Exercise requirements: Copy every line that contains the string "MockResponse" from the entries below.
━━ Extracted information
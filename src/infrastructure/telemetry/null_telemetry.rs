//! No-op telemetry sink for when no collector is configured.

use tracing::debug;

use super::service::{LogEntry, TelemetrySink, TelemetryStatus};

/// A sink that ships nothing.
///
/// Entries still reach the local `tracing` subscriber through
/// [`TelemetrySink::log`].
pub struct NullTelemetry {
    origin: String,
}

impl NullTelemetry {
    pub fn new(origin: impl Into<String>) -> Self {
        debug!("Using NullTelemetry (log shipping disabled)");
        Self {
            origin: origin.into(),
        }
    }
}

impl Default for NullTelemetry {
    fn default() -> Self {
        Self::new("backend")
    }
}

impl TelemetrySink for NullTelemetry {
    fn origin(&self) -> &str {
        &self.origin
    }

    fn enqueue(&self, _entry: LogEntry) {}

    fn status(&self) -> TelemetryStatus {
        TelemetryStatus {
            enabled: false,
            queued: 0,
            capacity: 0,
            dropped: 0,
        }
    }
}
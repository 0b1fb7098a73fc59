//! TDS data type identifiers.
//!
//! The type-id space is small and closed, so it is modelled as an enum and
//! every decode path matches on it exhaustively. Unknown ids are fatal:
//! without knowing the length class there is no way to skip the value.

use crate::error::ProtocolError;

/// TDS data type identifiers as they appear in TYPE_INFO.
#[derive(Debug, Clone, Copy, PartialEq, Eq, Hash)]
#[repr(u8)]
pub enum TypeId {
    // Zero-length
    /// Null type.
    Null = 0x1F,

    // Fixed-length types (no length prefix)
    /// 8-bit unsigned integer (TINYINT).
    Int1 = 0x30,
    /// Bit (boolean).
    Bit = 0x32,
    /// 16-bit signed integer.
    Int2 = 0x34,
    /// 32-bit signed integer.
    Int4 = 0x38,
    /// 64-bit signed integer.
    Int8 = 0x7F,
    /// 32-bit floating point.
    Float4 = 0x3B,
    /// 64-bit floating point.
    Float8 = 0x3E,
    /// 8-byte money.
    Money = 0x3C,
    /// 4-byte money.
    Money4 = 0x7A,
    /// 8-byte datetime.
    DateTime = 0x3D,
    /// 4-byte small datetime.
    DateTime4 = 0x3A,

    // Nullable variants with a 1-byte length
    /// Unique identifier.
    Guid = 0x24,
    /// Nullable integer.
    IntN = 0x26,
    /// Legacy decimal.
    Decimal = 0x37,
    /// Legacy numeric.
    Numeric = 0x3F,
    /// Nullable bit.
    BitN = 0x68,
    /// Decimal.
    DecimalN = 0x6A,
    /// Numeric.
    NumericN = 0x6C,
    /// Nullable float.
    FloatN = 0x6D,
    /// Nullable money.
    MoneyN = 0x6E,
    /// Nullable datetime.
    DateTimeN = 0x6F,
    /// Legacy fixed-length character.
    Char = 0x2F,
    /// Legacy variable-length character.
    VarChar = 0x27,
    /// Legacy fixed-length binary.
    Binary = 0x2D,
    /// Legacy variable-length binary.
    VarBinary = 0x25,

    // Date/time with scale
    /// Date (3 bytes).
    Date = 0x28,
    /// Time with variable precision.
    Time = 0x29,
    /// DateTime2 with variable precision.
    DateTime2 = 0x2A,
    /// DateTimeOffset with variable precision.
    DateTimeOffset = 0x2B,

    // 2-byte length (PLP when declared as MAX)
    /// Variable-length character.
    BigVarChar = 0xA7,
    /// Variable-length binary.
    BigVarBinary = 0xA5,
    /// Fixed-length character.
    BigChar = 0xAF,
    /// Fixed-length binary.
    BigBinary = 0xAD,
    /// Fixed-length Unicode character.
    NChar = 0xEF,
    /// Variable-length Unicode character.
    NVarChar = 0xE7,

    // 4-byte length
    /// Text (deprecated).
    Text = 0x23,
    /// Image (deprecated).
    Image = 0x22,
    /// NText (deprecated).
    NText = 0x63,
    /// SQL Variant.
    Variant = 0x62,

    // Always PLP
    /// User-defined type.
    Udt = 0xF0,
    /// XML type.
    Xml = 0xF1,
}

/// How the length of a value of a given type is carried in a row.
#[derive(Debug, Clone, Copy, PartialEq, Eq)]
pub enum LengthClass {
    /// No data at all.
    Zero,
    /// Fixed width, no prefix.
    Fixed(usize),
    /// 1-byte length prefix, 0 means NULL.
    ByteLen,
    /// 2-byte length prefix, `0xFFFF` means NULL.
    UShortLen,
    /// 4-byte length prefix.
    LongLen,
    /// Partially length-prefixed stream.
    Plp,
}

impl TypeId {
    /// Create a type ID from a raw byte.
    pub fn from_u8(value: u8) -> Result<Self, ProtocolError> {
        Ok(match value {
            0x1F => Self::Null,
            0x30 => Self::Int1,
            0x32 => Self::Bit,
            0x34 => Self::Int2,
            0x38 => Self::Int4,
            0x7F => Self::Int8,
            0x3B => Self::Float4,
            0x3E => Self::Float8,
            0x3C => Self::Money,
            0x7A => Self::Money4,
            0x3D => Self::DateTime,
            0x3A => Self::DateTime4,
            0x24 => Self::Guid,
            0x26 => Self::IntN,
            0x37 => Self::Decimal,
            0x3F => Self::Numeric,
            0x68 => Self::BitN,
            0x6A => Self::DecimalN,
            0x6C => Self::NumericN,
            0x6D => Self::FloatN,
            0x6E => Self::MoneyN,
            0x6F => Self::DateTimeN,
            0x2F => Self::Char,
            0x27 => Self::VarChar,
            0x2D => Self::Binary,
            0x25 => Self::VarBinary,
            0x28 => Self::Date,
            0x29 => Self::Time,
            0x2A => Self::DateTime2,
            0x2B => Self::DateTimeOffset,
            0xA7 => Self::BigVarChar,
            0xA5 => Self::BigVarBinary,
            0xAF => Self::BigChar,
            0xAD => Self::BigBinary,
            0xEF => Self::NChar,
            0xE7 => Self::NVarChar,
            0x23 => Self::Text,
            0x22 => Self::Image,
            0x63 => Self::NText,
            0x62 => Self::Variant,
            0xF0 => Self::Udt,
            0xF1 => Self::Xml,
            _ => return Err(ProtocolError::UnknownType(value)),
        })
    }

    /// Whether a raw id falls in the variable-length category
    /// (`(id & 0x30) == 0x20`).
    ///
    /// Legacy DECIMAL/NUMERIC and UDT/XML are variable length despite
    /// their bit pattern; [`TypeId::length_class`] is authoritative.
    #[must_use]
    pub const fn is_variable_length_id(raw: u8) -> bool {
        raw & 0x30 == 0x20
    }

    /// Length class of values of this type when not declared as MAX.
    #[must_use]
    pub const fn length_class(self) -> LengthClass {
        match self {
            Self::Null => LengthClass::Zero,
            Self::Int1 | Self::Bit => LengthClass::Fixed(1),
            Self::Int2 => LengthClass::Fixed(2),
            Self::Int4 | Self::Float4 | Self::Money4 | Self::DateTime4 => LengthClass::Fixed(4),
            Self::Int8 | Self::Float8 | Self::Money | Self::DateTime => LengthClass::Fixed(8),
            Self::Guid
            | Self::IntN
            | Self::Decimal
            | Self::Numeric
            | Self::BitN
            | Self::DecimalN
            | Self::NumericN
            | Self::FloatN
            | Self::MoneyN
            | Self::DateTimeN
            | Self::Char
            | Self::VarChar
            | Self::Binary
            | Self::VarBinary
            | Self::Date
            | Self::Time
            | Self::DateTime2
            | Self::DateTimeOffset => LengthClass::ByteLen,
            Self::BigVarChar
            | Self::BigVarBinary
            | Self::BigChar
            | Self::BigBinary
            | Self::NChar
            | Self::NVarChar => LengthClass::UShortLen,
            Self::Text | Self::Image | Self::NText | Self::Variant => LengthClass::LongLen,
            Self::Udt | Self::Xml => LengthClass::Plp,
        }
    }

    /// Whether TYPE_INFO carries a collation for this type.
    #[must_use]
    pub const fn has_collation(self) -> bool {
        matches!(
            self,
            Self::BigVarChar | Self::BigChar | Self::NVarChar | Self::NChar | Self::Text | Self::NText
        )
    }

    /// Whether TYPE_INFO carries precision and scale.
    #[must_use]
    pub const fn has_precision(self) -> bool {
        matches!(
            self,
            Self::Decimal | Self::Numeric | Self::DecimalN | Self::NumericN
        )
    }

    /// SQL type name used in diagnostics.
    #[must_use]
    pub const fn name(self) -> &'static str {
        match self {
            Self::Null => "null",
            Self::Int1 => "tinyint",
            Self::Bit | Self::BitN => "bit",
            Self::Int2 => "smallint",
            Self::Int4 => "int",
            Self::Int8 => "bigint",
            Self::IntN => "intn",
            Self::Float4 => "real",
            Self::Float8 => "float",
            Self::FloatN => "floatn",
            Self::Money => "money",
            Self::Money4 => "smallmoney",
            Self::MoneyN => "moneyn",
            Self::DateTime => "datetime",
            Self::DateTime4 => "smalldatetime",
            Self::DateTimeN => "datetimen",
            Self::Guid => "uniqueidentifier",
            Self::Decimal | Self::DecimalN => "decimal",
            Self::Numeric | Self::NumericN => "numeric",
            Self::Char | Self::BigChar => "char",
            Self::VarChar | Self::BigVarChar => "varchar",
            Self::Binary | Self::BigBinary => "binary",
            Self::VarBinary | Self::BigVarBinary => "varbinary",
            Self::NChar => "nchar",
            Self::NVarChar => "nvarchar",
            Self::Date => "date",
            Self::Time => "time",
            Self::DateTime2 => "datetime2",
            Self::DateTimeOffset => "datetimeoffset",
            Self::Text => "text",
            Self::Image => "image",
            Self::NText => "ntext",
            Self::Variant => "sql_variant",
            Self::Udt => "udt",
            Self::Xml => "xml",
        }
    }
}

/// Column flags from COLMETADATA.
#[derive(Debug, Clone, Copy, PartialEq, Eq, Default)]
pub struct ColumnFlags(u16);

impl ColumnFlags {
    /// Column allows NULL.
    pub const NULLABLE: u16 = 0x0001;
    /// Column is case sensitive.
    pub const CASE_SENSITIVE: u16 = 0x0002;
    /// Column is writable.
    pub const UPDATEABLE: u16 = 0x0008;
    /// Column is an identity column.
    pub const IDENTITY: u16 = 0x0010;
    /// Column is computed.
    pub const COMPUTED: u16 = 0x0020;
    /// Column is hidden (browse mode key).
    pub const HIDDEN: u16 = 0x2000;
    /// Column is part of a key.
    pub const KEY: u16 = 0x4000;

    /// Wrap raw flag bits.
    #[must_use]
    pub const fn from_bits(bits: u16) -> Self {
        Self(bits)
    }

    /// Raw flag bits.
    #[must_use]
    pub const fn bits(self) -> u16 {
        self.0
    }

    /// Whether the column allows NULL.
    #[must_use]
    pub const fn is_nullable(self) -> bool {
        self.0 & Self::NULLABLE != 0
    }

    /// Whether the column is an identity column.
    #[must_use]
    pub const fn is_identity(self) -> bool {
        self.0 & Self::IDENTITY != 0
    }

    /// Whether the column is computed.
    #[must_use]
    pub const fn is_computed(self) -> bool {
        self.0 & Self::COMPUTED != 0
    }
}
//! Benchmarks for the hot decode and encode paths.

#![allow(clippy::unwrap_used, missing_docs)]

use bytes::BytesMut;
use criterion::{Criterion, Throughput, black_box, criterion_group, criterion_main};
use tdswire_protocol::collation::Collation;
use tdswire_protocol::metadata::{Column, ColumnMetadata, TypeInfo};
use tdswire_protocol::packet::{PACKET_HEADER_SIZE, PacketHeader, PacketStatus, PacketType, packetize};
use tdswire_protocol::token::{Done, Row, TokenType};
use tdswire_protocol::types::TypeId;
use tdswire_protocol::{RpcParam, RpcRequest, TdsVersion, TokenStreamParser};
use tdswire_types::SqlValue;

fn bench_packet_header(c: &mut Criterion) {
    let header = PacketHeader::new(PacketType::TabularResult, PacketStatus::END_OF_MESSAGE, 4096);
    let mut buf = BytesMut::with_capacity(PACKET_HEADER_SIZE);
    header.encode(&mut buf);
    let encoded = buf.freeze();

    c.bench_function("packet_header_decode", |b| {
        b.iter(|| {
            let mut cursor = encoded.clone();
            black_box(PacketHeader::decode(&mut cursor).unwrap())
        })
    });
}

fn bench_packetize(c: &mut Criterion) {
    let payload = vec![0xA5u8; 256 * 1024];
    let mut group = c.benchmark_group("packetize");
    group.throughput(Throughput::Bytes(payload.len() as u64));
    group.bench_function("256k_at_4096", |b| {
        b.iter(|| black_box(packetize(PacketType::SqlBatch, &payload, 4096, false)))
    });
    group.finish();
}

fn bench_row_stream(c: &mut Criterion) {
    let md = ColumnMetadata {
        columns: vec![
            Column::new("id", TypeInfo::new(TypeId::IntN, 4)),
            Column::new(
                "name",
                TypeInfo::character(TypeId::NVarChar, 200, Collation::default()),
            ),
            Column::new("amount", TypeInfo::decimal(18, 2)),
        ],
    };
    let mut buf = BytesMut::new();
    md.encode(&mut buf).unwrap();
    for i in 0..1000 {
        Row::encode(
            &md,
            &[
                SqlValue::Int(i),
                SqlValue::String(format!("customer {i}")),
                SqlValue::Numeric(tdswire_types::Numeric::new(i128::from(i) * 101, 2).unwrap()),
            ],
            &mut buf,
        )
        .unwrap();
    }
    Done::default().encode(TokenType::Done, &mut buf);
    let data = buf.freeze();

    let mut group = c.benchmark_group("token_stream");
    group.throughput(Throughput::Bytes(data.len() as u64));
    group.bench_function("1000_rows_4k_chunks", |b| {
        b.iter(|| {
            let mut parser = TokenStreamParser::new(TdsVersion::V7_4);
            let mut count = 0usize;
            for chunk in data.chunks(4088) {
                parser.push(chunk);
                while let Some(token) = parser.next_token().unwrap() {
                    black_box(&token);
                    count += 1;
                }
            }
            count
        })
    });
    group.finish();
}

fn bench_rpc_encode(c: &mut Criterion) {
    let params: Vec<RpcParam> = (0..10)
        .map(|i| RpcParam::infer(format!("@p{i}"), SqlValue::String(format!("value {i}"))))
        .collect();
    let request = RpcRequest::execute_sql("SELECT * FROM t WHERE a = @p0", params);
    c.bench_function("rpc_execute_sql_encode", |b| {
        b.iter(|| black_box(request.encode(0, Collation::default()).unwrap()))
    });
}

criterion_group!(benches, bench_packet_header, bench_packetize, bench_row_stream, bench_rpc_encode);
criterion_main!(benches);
━━━━
━━ Extracted information
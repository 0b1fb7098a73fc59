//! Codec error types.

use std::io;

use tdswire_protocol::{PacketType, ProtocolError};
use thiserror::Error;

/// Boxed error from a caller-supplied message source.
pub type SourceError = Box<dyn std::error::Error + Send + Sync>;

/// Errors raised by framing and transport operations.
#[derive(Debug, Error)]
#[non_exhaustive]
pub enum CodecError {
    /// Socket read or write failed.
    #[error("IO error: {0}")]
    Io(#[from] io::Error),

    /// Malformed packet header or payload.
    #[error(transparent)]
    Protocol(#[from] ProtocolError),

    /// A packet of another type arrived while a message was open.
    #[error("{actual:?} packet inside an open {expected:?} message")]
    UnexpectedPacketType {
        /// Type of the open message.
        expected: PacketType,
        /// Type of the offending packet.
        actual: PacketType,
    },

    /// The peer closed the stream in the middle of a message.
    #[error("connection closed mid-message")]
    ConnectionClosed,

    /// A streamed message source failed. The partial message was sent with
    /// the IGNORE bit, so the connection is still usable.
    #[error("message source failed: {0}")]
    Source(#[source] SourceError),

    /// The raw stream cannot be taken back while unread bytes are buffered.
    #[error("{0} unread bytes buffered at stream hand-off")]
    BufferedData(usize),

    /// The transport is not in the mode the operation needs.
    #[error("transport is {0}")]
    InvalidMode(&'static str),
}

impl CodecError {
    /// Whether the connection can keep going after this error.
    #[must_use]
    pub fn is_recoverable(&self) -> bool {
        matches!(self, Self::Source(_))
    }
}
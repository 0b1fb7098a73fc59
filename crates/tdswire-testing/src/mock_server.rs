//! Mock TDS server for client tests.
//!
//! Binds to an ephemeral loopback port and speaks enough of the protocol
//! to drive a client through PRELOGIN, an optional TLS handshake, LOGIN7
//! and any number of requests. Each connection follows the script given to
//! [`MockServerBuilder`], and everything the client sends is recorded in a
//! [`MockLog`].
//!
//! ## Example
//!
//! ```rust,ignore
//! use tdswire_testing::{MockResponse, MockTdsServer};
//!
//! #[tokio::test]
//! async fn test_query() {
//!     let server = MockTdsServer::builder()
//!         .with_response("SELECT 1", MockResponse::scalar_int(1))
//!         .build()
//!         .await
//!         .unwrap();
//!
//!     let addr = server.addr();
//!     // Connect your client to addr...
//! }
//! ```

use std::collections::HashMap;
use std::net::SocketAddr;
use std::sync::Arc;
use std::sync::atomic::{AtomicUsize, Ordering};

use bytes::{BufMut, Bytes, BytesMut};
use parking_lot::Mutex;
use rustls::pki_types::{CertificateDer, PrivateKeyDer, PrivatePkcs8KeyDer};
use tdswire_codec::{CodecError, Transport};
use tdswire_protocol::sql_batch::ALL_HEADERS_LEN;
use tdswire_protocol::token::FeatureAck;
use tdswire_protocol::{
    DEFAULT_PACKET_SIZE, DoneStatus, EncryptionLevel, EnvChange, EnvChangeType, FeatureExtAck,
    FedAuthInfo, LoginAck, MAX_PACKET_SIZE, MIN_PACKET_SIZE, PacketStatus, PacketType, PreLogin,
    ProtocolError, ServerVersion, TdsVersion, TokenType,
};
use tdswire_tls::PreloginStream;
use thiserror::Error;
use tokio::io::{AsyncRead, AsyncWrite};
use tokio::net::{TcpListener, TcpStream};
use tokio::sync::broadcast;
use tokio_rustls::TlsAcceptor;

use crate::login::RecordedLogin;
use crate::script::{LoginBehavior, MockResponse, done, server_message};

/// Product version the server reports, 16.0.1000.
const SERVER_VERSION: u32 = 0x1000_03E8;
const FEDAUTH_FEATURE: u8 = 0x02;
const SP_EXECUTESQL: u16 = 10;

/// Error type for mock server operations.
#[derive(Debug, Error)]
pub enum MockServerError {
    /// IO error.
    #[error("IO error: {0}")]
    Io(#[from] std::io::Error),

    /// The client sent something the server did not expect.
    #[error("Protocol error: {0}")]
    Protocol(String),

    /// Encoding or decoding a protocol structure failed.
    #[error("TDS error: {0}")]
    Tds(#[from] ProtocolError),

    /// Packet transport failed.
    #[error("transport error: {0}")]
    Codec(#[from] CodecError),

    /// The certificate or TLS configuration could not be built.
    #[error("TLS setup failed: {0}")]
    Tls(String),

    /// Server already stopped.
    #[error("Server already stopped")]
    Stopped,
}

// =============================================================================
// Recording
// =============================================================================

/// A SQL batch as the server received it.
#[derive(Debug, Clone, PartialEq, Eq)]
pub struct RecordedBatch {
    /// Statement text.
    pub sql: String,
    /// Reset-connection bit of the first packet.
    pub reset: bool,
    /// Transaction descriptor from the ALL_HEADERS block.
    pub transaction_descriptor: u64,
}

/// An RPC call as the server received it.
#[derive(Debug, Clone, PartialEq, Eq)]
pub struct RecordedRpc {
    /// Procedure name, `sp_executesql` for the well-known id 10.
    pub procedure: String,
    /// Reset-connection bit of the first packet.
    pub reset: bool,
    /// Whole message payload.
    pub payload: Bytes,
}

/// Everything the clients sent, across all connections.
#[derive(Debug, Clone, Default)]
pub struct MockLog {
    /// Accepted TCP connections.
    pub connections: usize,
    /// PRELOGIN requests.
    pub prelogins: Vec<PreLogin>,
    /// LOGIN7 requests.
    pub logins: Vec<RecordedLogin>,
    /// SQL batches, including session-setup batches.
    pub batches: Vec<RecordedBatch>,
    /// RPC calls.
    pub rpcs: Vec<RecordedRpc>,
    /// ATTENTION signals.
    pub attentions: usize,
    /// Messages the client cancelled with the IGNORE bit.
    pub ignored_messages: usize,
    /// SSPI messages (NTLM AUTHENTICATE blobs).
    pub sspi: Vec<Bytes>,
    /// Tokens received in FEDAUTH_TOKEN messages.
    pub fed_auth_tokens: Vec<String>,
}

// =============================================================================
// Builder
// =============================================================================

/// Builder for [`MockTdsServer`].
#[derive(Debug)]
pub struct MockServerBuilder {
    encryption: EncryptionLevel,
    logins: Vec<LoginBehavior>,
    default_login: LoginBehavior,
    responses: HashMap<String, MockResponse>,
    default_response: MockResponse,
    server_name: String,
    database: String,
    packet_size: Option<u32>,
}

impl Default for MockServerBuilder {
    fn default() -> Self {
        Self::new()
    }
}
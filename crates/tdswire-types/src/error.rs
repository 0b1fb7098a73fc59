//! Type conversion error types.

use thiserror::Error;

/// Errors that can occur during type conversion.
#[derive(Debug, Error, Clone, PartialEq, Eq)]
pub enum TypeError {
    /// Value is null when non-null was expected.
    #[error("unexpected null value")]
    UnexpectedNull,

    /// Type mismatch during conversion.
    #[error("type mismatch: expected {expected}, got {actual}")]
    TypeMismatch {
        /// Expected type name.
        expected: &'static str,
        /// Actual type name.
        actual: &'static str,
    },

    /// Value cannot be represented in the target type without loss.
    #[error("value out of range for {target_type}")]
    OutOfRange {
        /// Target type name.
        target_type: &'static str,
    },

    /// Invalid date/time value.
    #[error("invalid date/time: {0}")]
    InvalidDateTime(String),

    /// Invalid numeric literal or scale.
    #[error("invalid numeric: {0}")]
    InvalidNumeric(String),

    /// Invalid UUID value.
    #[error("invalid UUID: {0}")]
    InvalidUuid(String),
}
━━━━
Reply:
//! use tdswire_testing::{MockResponse, MockTdsServer};
//!         .with_response("SELECT 1", MockResponse::scalar_int(1))
use crate::script::{LoginBehavior, MockResponse, done, server_message};
    responses: HashMap<String, MockResponse>,
    default_response: MockResponse,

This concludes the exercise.